**TASK DETAILS**
Locate the line bearing "credential and is" in the material below, then reproduce it and each following line up to and including the line bearing "io::stdin().read_line(&mut answer)?;".

**RAW DATA**
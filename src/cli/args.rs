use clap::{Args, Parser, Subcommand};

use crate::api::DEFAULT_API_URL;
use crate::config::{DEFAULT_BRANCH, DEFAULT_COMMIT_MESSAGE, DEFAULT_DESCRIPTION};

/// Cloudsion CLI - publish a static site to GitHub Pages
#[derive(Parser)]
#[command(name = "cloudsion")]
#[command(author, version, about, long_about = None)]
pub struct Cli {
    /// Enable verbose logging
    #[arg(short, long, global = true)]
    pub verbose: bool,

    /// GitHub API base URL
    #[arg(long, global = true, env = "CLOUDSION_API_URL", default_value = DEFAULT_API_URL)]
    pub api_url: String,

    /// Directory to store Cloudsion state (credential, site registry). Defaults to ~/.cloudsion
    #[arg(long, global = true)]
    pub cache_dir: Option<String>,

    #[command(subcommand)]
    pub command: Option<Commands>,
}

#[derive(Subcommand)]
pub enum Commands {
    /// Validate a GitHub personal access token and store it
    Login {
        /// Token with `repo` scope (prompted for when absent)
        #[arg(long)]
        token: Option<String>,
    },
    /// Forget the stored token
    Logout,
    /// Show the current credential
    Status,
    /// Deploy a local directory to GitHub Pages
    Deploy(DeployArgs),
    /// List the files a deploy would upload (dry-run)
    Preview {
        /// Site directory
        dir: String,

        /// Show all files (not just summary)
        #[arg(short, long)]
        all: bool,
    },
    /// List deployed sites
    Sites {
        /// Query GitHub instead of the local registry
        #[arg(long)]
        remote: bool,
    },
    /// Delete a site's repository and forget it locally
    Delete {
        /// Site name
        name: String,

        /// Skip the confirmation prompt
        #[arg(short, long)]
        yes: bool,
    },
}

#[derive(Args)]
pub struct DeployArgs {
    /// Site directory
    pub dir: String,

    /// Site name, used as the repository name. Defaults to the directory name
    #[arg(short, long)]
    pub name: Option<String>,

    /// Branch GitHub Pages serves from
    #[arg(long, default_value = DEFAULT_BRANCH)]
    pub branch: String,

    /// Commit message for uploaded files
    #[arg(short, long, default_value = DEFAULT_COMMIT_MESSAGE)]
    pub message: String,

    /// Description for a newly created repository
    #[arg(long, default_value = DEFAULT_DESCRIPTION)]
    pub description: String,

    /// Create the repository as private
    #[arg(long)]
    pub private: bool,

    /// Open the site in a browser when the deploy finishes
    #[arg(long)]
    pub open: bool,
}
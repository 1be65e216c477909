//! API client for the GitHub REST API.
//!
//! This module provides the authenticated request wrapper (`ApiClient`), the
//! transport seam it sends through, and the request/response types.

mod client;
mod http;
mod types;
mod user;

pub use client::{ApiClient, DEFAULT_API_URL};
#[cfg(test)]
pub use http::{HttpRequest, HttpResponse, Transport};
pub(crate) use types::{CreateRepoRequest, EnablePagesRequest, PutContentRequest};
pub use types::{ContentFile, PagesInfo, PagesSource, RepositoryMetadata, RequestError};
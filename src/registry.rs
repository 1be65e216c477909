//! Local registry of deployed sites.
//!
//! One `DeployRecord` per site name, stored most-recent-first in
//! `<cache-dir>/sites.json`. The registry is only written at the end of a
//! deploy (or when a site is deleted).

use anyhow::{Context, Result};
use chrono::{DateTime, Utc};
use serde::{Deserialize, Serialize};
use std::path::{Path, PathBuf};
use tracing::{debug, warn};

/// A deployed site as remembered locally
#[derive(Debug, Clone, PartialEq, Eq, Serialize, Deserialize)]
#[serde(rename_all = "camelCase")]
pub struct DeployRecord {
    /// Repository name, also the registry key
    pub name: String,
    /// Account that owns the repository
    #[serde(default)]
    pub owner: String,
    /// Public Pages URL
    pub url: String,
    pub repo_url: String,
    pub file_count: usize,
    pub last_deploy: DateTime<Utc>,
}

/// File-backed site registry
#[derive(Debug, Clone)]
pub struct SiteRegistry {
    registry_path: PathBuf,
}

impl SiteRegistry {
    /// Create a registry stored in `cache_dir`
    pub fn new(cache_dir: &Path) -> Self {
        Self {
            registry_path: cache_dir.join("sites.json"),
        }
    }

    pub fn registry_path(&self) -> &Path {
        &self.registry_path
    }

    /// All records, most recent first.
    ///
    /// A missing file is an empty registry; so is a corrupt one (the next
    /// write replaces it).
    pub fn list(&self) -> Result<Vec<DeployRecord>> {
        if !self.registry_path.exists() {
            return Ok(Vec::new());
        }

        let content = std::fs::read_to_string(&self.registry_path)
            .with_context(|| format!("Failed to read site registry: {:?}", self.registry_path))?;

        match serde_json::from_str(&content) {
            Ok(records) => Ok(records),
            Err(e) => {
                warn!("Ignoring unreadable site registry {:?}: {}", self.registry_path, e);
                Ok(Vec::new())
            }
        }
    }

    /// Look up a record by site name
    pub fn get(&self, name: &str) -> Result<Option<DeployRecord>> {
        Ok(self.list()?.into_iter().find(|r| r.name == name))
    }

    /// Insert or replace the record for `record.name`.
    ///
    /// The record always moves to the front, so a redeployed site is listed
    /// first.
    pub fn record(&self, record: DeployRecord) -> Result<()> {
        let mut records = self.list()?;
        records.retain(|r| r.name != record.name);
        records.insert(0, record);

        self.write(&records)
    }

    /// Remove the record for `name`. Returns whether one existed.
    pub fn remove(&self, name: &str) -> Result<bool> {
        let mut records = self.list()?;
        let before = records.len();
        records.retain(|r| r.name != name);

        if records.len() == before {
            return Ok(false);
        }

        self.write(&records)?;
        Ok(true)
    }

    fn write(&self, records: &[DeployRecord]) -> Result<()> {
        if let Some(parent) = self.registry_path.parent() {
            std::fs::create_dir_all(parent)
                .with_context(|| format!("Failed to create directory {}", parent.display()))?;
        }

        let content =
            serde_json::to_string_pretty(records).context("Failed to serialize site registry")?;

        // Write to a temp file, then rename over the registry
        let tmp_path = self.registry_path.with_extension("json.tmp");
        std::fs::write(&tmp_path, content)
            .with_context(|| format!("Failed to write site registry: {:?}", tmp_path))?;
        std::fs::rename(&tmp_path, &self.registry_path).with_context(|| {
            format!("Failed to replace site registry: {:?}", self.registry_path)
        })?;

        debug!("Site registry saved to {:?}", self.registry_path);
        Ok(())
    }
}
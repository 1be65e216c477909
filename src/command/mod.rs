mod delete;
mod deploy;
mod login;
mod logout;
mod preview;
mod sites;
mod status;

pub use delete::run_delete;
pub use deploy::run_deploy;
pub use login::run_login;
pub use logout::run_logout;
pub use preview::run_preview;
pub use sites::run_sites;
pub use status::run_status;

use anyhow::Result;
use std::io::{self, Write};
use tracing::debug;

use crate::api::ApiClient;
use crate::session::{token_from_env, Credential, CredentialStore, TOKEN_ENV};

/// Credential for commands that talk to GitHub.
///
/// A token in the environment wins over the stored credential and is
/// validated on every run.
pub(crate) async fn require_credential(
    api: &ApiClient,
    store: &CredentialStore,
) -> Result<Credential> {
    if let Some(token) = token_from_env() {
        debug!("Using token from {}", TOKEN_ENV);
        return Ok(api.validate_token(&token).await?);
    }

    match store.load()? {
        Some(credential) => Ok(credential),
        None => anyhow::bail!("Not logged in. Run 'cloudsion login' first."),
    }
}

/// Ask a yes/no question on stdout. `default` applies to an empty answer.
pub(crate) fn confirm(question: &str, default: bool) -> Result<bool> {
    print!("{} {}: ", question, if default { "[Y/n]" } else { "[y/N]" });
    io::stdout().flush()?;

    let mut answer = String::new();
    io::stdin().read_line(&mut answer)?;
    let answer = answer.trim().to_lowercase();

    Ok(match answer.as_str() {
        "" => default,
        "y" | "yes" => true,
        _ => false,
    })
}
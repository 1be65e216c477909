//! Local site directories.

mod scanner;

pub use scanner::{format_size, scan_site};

---

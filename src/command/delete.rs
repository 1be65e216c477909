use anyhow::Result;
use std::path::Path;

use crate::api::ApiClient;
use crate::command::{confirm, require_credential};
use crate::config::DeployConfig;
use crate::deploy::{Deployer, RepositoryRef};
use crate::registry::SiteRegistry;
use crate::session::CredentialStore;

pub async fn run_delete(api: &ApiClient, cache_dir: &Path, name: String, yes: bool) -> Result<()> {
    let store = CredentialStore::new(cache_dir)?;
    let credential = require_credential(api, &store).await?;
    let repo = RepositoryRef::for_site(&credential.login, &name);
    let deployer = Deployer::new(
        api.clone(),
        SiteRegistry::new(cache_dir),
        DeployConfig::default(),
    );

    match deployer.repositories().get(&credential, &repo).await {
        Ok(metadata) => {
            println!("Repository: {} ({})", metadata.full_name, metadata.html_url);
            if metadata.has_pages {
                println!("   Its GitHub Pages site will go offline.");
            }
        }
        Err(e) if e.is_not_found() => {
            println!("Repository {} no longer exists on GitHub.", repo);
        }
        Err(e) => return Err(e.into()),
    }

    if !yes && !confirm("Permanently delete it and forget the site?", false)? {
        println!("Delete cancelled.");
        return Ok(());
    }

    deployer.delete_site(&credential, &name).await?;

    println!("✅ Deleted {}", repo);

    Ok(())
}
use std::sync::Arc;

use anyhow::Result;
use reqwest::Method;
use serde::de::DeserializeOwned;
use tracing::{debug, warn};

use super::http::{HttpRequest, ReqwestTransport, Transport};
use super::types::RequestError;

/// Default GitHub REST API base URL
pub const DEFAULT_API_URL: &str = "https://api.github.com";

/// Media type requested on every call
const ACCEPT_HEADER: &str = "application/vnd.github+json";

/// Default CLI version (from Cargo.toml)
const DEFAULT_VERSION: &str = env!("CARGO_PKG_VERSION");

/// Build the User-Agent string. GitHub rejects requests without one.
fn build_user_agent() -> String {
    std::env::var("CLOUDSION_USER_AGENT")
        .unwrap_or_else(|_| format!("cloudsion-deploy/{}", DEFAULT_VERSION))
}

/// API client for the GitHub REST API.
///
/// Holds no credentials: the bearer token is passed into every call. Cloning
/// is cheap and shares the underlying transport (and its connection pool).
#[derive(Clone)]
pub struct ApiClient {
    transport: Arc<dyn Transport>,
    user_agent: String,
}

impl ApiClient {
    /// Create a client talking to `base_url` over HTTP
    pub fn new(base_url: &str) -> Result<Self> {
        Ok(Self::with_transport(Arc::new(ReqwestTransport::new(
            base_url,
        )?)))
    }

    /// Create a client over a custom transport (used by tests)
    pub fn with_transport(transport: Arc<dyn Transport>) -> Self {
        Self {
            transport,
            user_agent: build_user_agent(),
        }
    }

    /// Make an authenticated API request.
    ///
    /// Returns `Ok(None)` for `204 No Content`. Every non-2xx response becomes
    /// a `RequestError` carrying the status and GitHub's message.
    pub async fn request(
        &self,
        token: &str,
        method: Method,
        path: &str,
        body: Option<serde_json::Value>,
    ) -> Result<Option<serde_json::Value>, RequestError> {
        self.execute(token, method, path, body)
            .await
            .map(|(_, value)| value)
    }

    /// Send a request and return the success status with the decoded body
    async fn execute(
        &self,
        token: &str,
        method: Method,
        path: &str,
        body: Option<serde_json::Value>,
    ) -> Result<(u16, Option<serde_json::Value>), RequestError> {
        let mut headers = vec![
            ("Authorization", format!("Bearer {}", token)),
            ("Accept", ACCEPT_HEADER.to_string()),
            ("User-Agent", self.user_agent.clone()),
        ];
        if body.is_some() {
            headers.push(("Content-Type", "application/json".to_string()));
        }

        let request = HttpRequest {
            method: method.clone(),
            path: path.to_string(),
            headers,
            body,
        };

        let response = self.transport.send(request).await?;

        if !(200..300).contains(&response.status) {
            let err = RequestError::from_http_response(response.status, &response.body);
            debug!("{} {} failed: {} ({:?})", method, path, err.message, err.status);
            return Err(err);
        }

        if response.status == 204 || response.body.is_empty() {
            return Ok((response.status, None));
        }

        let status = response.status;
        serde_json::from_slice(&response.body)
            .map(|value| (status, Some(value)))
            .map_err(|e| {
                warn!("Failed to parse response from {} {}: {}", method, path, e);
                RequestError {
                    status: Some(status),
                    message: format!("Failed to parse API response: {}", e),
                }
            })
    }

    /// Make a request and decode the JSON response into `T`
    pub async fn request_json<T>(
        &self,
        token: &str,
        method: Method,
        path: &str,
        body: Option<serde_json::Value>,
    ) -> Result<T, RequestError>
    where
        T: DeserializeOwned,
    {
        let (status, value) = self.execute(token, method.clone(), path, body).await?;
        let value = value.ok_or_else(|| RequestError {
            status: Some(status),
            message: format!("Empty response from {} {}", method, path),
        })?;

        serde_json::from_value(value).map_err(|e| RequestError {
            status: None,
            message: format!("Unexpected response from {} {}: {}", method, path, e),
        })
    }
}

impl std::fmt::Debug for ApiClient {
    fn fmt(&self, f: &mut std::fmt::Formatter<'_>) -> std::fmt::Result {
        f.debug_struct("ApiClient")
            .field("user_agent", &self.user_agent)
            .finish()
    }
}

**WRITTEN SOLUTION**
/// A token in the environment wins over the stored credential and is
/// validated on every run.
pub(crate) async fn require_credential(
    api: &ApiClient,
    store: &CredentialStore,
) -> Result<Credential> {
    if let Some(token) = token_from_env() {
        debug!("Using token from {}", TOKEN_ENV);
        return Ok(api.validate_token(&token).await?);
    }

    match store.load()? {
        Some(credential) => Ok(credential),
        None => anyhow::bail!("Not logged in. Run 'cloudsion login' first."),
    }
}

/// Ask a yes/no question on stdout. `default` applies to an empty answer.
pub(crate) fn confirm(question: &str, default: bool) -> Result<bool> {
    print!("{} {}: ", question, if default { "[Y/n]" } else { "[y/N]" });
    io::stdout().flush()?;

    let mut answer = String::new();
    io::stdin().read_line(&mut answer)?;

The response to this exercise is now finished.